The best way to consume carrots for health
Ideally, carrots should be eaten raw. Much of their antibiotic properties are concentrated in the peel, but peeling them is acceptable and makes the carrots more palatable.
Prepared carrots such as baby carrots will do in a pinch, but their effects are not quite as potent as whole carrots. As always, organic is preferable.
You can snack on plain, raw carrots, but for optimum germicidal and detoxifying effects, it’s best to prepare the carrots in the way recommended by Dr. Peat.
Dr. Ray Peat’s Raw Carrot Detox Salad Recipe
Shred, grate, or use a veggie peeler to make ribbons out of a few whole, peeled carrots. Use a splash of vinegar, melted coconut oil, and a dash of salt to season the carrots. Dressing the salad with coconut oil mayonnaise is also particularly delicious.
You can also use extra-virgin olive oil instead of coconut oil, but please don’t use any polyunsaturated vegetable oils such as canola, sunflower, or soybean, as these are detrimental to health and can raise estrogen.
(Stay tuned for my personal take on the carrot salad – recipe coming soon!)

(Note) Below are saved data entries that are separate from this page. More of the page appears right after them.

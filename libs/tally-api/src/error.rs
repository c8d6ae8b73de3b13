use std::fmt;

/// Error kind for storage failures.
#[derive(Debug, Clone, Copy, PartialEq, Eq)]
pub enum ErrorKind {
    /// Underlying read/write/sync failed.
    Io,
    /// A record could not be encoded or decoded.
    Format,
    /// Persisted state is inconsistent (e.g. a damaged log line mid-file).
    Corrupt,
}

/// Storage error, returned by every `KeyValueStore` and `SplitScanner` method
/// that touches the physical store.
#[derive(Debug)]
pub struct StorageError {
    pub kind: ErrorKind,
    pub message: String,
}

impl StorageError {
    pub fn io(msg: impl Into<String>) -> Self {
        Self { kind: ErrorKind::Io, message: msg.into() }
    }

    pub fn format(msg: impl Into<String>) -> Self {
        Self { kind: ErrorKind::Format, message: msg.into() }
    }

    pub fn corrupt(msg: impl Into<String>) -> Self {
        Self { kind: ErrorKind::Corrupt, message: msg.into() }
    }

    /// Add context to the error, preserving the original ErrorKind.
    ///
    /// Produces: `"context: original message"`.
    pub fn with_context(self, ctx: impl fmt::Display) -> Self {
        Self {
            kind: self.kind,
            message: format!("{ctx}: {}", self.message),
        }
    }
}

impl fmt::Display for StorageError {
    fn fmt(&self, f: &mut fmt::Formatter<'_>) -> fmt::Result {
        write!(f, "{:?}: {}", self.kind, self.message)
    }
}

impl std::error::Error for StorageError {}

// ---------------------------------------------------------------------------
// From impls: standard error types → StorageError with correct ErrorKind
// ---------------------------------------------------------------------------

impl From<std::io::Error> for StorageError {
    fn from(e: std::io::Error) -> Self {
        Self::io(e.to_string())
    }
}

impl From<serde_json::Error> for StorageError {
    fn from(e: serde_json::Error) -> Self {
        Self::format(e.to_string())
    }
}
pub mod get;
pub mod ingest;
pub mod scan;
#[derive(Debug, thiserror::Error)]
pub enum ServerError {
    #[error("config ({context}): {detail}")]
    Config { context: &'static str, detail: String },

    #[error("invalid argument: {0}")]
    InvalidArgument(String),

    #[error("no purchase stored under key {0:?}")]
    NotFound(String),

    #[error("storage: {0}")]
    Storage(#[from] tally_api::StorageError),

    #[error("{0}")]
    Engine(#[from] tally_engine::EngineError),

    #[error("input: {0}")]
    Io(#[from] std::io::Error),

    #[error("output: {0}")]
    Json(#[from] serde_json::Error),

    #[error("worker: {0}")]
    Worker(#[from] tokio::task::JoinError),
}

How often to eat the carrot salad
Dr. Peat recommends enjoying the carrot salad daily, but opinions differ on the best time to eat it. Consuming it 30-60 minutes away from meals ensures it reaches the intestines unhindered, where the carrots are able to exert their cleansing, antibacterial effects.

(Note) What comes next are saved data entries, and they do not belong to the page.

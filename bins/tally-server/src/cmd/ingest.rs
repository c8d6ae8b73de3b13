use std::sync::Arc;

use tokio::io::{AsyncBufRead, AsyncBufReadExt, BufReader};
use tokio::sync::mpsc;
use tokio::task::JoinSet;
use tokio_util::sync::CancellationToken;

use tally_api::MetricsSink;
use tally_engine::{CounterSink, IngestionPipeline, TracingSink, scan_all, summarize};

use crate::config::{IngestArgs, IngestConfig, ServerConfig, StorageConfig};
use crate::error::ServerError;
use crate::store::open_store;
use crate::transport::{DeliveryStats, RetryPolicy, run_worker};

const WORKER_QUEUE: usize = 256;

#[derive(Debug, Clone, Copy, Default, PartialEq, Eq)]
pub struct IngestReport {
    pub lines: u64,
    pub stored: u64,
    pub dropped: u64,
    pub failed: u64,
}

pub async fn run(config: &ServerConfig, args: IngestArgs) -> Result<(), ServerError> {
    let store = open_store(&config.storage)?;
    let counters = Arc::new(CounterSink::new());
    let metrics: Arc<dyn MetricsSink> = Arc::new((counters.clone(), TracingSink));
    let pipeline = IngestionPipeline::new(config.pipeline, store.clone(), metrics);

    let cancel = CancellationToken::new();
    let on_signal = cancel.clone();
    tokio::spawn(async move {
        if tokio::signal::ctrl_c().await.is_ok() {
            tracing::info!("interrupt received, stopping ingestion");
            on_signal.cancel();
        }
    });

    let reader: Box<dyn AsyncBufRead + Unpin + Send> = match &args.input {
        Some(path) => {
            let file = tokio::fs::File::open(path).await.map_err(|e| {
                ServerError::InvalidArgument(format!("cannot open '{}': {e}", path.display()))
            })?;
            Box::new(BufReader::new(file))
        }
        None => Box::new(BufReader::new(tokio::io::stdin())),
    };

    let report = ingest(reader, pipeline, &config.ingest, cancel).await?;
    tracing::info!(
        lines = report.lines,
        stored = report.stored,
        dropped = report.dropped,
        failed = report.failed,
        "ingestion finished"
    );
    for (counter, value) in counters.snapshot() {
        tracing::info!(counter = %counter, value, "metric");
    }

    // Nothing outlives the process with the memory backend, so report it now.
    if matches!(config.storage, StorageConfig::Memory(_)) {
        let records = scan_all(store).await?;
        println!("{}", serde_json::to_string_pretty(&summarize(&records))?);
    }
    Ok(())
}

/// Deal non-blank lines round-robin to `workers` blocking pipeline workers.
///
/// Stops reading at end of input or when `cancel` fires; events already
/// queued are still delivered before this returns.
pub async fn ingest<R>(
    reader: R,
    pipeline: IngestionPipeline,
    config: &IngestConfig,
    cancel: CancellationToken,
) -> Result<IngestReport, ServerError>
where
    R: AsyncBufRead + Unpin,
{
    let policy = RetryPolicy::from(config);
    let stats = Arc::new(DeliveryStats::default());

    let mut senders = Vec::new();
    let mut workers = JoinSet::new();
    for id in 0..config.workers.max(1) {
        let (tx, rx) = mpsc::channel::<Vec<u8>>(WORKER_QUEUE);
        let pipeline = pipeline.clone();
        let stats = stats.clone();
        workers.spawn_blocking(move || run_worker(id, pipeline, rx, policy, &stats));
        senders.push(tx);
    }
    tracing::debug!(workers = senders.len(), "ingest workers started");

    let mut lines = reader.lines();
    let mut read = 0u64;
    loop {
        let line = tokio::select! {
            biased;
            _ = cancel.cancelled() => {
                tracing::warn!(lines = read, "ingestion cancelled");
                break;
            }
            line = lines.next_line() => line?,
        };
        let Some(line) = line else { break };
        if line.trim().is_empty() {
            continue;
        }
        let tx = &senders[read as usize % senders.len()];
        read += 1;
        if tx.send(line.into_bytes()).await.is_err() {
            tracing::error!("ingest worker exited early");
            break;
        }
    }

    drop(senders);
    while let Some(joined) = workers.join_next().await {
        joined?;
    }

    Ok(IngestReport {
        lines: read,
        stored: stats.stored(),
        dropped: stats.dropped(),
        failed: stats.failed(),
    })
}

#[cfg(test)]
mod tests {
    use super::*;

    use tally_api::{KeyValueStore, NoopMetrics};
    use tally_engine::{ManualClock, PipelineConfig, purchase_counter};
    use tally_storage_memory::MemoryStore;

    fn config(workers: usize) -> IngestConfig {
        IngestConfig { workers, max_attempts: 1, retry_backoff_ms: 0 }
    }

    #[tokio::test]
    async fn ingests_every_line_across_workers() {
        let store = Arc::new(MemoryStore::new(4));
        let counters = Arc::new(CounterSink::new());
        let pipeline = IngestionPipeline::new(PipelineConfig::default(), store.clone(), counters.clone());

        let input: String = (0..50).map(|i| format!("c{},{},p{i}\n", i % 5, i + 1)).collect();
        let report = ingest(input.as_bytes(), pipeline, &config(3), CancellationToken::new())
            .await
            .unwrap();

        assert_eq!(report, IngestReport { lines: 50, stored: 50, dropped: 0, failed: 0 });
        assert_eq!(store.len(), 50);
        assert_eq!(counters.get(&purchase_counter("c0")), 10);
    }

    #[tokio::test]
    async fn blank_lines_are_skipped_and_bad_lines_dropped() {
        let store = Arc::new(MemoryStore::new(4));
        let pipeline = IngestionPipeline::new(PipelineConfig::default(), store.clone(), Arc::new(NoopMetrics))
            .with_clock(Arc::new(ManualClock::new(100)));

        let input = "bob,3,apple\n\n   \nbob,x,apple\njoe,1\n";
        let report = ingest(input.as_bytes(), pipeline, &config(1), CancellationToken::new())
            .await
            .unwrap();

        assert_eq!(report.lines, 3);
        assert_eq!(report.stored, 1);
        assert_eq!(report.dropped, 2);
        assert!(store.read(b"100bobapple").unwrap().is_some());
    }

    #[tokio::test]
    async fn cancelled_before_start_reads_nothing() {
        let store = Arc::new(MemoryStore::new(4));
        let pipeline = IngestionPipeline::new(PipelineConfig::default(), store.clone(), Arc::new(NoopMetrics));
        let cancel = CancellationToken::new();
        cancel.cancel();

        let report = ingest(&b"bob,3,apple\n"[..], pipeline, &config(2), cancel).await.unwrap();

        assert_eq!(report, IngestReport::default());
        assert!(store.is_empty());
    }
}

However, Dr. Peat has also talked about how eating carrots with a meal can lower blood sugar and prevent some dietary fat from being absorbed. This can be beneficial for weight loss. However, care should be taken – undereating can cause the carrots to lower blood sugar too much.
What about cooked carrots or carrot juice?
According to Dr. Peat, cooked carrots and carrot juice cannot be substituted for raw carrots, as they do not have the same health-promoting effects. Cooking the carrots renders their fibre digestible, meaning that they will encourage bacterial growth instead of suppress it.
Juicing the carrots removes the fibre completely and is not recommended. In fact, carrot juice can be downright harmful, as it’s a very concentrated source of beta carotene. In excess, beta carotene suppresses the thyroid.
What if I don’t like carrots?
In case you can’t or won’t eat carrots, or have issues with beta-carotene (such as a tendency towards carotenemia), Dr. Peat has said that bamboo shoots can be substituted for the same cleansing effects. Alternatively, rinsing your shredded carrots until the water runs clear can cut down on excess beta-carotene.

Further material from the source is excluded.